Tennessean - Chas Sisk
Local business people should put more effort into supporting performance bonuses for teachers and other ideas to improve the Metro school system, U.S. Sen. Lamar Alexander said Thursday in a lunchtime address to the Nashville Area Chamber of Commerce.
The state's junior senator and former governor said producing better-educated workers, not recruiting companies from outside Middle Tennessee, should be the chamber's highest priority. He
singled out bonus payments for high-performing teachers, an idea that the local teachers union voted down earlier this month, as one program that the chamber should support.
"Ninety-five percent of education boils down to parents, teachers and principals," said Alexander, R-Tenn. "It's hard to pass a better parent law. … So, if you can't do that much about parents, you go to work on teachers and principals."
Appearing in Nashville during a congressional recess, Alexander spoke for 20 minutes, also touching on his expectations for the post-election legislative session and the state's auto industry. He tied both subjects to a call to introduce more competition into the nation's elementary and high schools, through vouchers and financial incentives.
Alexander spoke less than two weeks after the Metropolitan Nashville Education Association rejected an offer from Blair Wilson, of the Anne Potter Wilson Foundation, to award $1.2 million in bonuses over the next three years to teachers and principals at Inglewood and Alex Green elementary schools, if students improve their state test scores.

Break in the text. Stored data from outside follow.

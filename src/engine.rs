//! C5: the translation engine. Drives an upstream event source through
//! normalization (C2), delta computation (C3), and the lifecycle tracker
//! (C4), emitting the resulting chunks on the shared output channel and
//! notifying the callback dispatcher (C9) along the way.

use futures_util::{Stream, StreamExt};
use serde_json::Value;
use tokio::sync::mpsc::UnboundedSender;
use tokio_util::sync::CancellationToken;

use crate::callbacks::CallbackDispatcher;
use crate::chunk::UiChunk;
use crate::delta::DeltaComputer;
use crate::emit::EmitHandle;
use crate::error::AdapterError;
use crate::lifecycle::LifecycleTracker;
use crate::message::FinishOptions;
use crate::normalize::{self, NormalizedEvent};
use crate::upstream::UpstreamEvent;

/// Construction options, mirroring the settings-struct idiom the teacher
/// uses for its builder APIs.
#[derive(Debug, Clone)]
pub struct EngineOptions {
    /// Overrides the generated message id.
    pub message_id: Option<String>,
    /// When false, `start`/`start-step`/`finish-step`/`finish` become the
    /// caller's responsibility via manual emission.
    pub auto_events: bool,
    /// When false, the output stays open after upstream exhaustion until
    /// the caller explicitly closes it.
    pub auto_close: bool,
    /// When true, `spawn` installs the manual-emission handle as the
    /// ambient context (see [`crate::emit`]) for the duration of the
    /// driving task, so code downstream that never received an explicit
    /// handle can still reach [`crate::emit::current`].
    pub auto_context: bool,
}

impl Default for EngineOptions {
    fn default() -> Self {
        Self {
            message_id: None,
            auto_events: true,
            auto_close: true,
            auto_context: false,
        }
    }
}

/// Drives one request's translation from upstream events to UI chunks.
pub struct TranslationEngine {
    message_id: String,
    tracker: LifecycleTracker,
    delta: DeltaComputer,
    tx: UnboundedSender<UiChunk>,
    dispatcher: CallbackDispatcher,
    auto_close: bool,
}

impl TranslationEngine {
    /// Builds the engine and a manual-emission handle sharing the same
    /// output channel, so FIFO ordering between the two is structural
    /// rather than negotiated at runtime.
    pub fn new(
        options: EngineOptions,
        tx: UnboundedSender<UiChunk>,
        dispatcher: CallbackDispatcher,
    ) -> (Self, EmitHandle) {
        let message_id = options
            .message_id
            .clone()
            .unwrap_or_else(|| uuid::Uuid::new_v4().to_string());
        let tracker = LifecycleTracker::with_auto_events(message_id.clone(), options.auto_events);
        let emit_handle = EmitHandle::new(tx.clone());
        (
            Self {
                message_id,
                tracker,
                delta: DeltaComputer::new(),
                tx,
                dispatcher,
                auto_close: options.auto_close,
            },
            emit_handle,
        )
    }

    pub fn message_id(&self) -> &str {
        &self.message_id
    }

    /// Wires up a fresh output channel and cancellation token, spawns the
    /// engine as a background task driving `source`, and hands back the
    /// stream façade (C8) alongside a manual-emission handle (C6) sharing
    /// the same channel. This is the entry point most callers want; `new`
    /// plus a hand-rolled channel is for callers assembling the pieces
    /// themselves (e.g. tests).
    pub fn spawn<S>(
        options: EngineOptions,
        dispatcher: CallbackDispatcher,
        source: S,
    ) -> (crate::stream::AdapterStream, EmitHandle)
    where
        S: Stream<Item = Result<Value, AdapterError>> + Unpin + Send + 'static,
    {
        let (tx, rx) = tokio::sync::mpsc::unbounded_channel();
        let cancel = CancellationToken::new();
        let auto_context = options.auto_context;
        let (engine, emit_handle) = Self::new(options, tx, dispatcher);
        let message_id = engine.message_id.clone();
        let run_cancel = cancel.clone();
        if auto_context {
            let ambient_handle = emit_handle.clone();
            tokio::spawn(crate::emit::with_emit_handle(ambient_handle, || {
                engine.run(source, run_cancel)
            }));
        } else {
            tokio::spawn(engine.run(source, run_cancel));
        }
        (
            crate::stream::AdapterStream::new(rx, cancel, message_id),
            emit_handle,
        )
    }

    async fn emit_all(&mut self, chunks: Vec<UiChunk>) {
        for chunk in chunks {
            self.dispatcher.on_chunk(&chunk).await;
            let _ = self.tx.send(chunk);
        }
    }

    /// Consumes `source` until it is exhausted or `cancel` fires,
    /// translating every item into chunks on the shared output channel.
    /// Each upstream item is raw JSON so this single entry point can serve
    /// any of the three input dialects in §4.1 without the caller picking
    /// one ahead of time.
    pub async fn run<S>(mut self, mut source: S, cancel: CancellationToken)
    where
        S: Stream<Item = Result<Value, AdapterError>> + Unpin,
    {
        self.dispatcher.on_start().await;

        loop {
            let next = tokio::select! {
                biased;
                _ = cancel.cancelled() => None,
                item = source.next() => item,
            };

            match next {
                None => break,
                Some(Ok(value)) => self.handle_value(value).await,
                Some(Err(err)) => {
                    self.handle_upstream_error(&err).await;
                    self.finish().await;
                    return;
                }
            }
        }

        if self.auto_close {
            self.finish().await;
        }
    }

    async fn handle_value(&mut self, value: Value) {
        let event = match serde_json::from_value::<UpstreamEvent>(value) {
            Ok(event) => event,
            Err(err) => {
                log::warn!("skipping malformed upstream event: {err}");
                return;
            }
        };

        let normalized = match normalize::normalize(event) {
            Ok(normalized) => normalized,
            Err(err) => {
                log::warn!("skipping malformed upstream event: {err}");
                return;
            }
        };

        self.handle_normalized(normalized).await;
    }

    async fn handle_normalized(&mut self, normalized: NormalizedEvent) {
        match normalized {
            NormalizedEvent::TextChunk {
                run_id,
                text,
                cumulative,
            } => {
                // Lifecycle-derived chunks may repeat the run's content so
                // far and need C3's prefix diff; raw tokens and message-chunk
                // text are already individual increments.
                let delta = if cumulative {
                    self.delta.compute(&run_id, &text)
                } else {
                    Some(text)
                };
                if let Some(delta) = delta {
                    if !delta.is_empty() {
                        let chunks = self.tracker.on_text_delta(&run_id, &delta);
                        self.emit_all(chunks).await;
                    }
                }
            }
            NormalizedEvent::LlmStart { run_id } => {
                self.delta.reset(&run_id);
                let chunks = self.tracker.on_llm_start(&run_id);
                self.emit_all(chunks).await;
            }
            NormalizedEvent::LlmEnd {
                run_id,
                usage,
                finish_reason,
                ..
            } => {
                if let Some(usage) = usage {
                    self.tracker.note_usage(usage);
                }
                if let Some(reason) = finish_reason {
                    self.tracker.note_finish_reason(reason);
                }
                let chunks = self.tracker.on_llm_end(&run_id);
                self.emit_all(chunks).await;
            }
            NormalizedEvent::ToolStart {
                run_id,
                tool_name,
                input,
            } => {
                let chunks = self.tracker.on_tool_start(&run_id, &tool_name, input);
                self.emit_all(chunks).await;
            }
            NormalizedEvent::ToolEnd { run_id, output } => {
                let chunks = self.tracker.on_tool_end(&run_id, output);
                self.emit_all(chunks).await;
            }
            NormalizedEvent::ChainStart { .. } | NormalizedEvent::ChainEnd { .. } => {
                let chunks = self.tracker.on_chain_boundary();
                self.emit_all(chunks).await;
            }
            NormalizedEvent::Ignored => {}
        }
    }

    /// The source iterator itself raised. Closes open scopes, surfaces the
    /// `error` chunk, and records the terminal finish reason, per §7's
    /// upstream-exception policy.
    async fn handle_upstream_error(&mut self, err: &AdapterError) {
        let mut chunks = self.tracker.close_open_scopes();
        if let Some(text) = err.as_error_text() {
            chunks.push(UiChunk::Error { error_text: text });
        }
        self.tracker.note_error();
        self.emit_all(chunks).await;
        self.dispatcher.on_error(err).await;
    }

    async fn finish(&mut self) {
        if self.tracker.is_finished() {
            return;
        }
        let chunks = self.tracker.close();
        self.emit_all(chunks).await;
        let options = FinishOptions {
            finish_reason: self.tracker.finish_reason(),
            usage: self.tracker.usage(),
        };
        self.dispatcher.on_finish(options).await;
    }
}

The teachers union is considering a second vote on the issue. Erick Huth, vice president of the teachers union, said he was not surprised by Alexander's remarks.
"Senator Alexander has a long history of being in favor of all forms of merit pay," he said.
Alexander said such programs are an effective way to improve Middle Tennessee's competitiveness, better, even, than programs that try to attract businesses through incentives and other tactics.
"If you could say, 'We have the best big-city public schools in America,' that's probably the best thing you could do," he said.
Alexander also urged business people to consider ideas that will reward principals for performance and to work with the teachers union to devise a system that's fair. The goal, he said, should be to give workers the skills they need to hold jobs in the future.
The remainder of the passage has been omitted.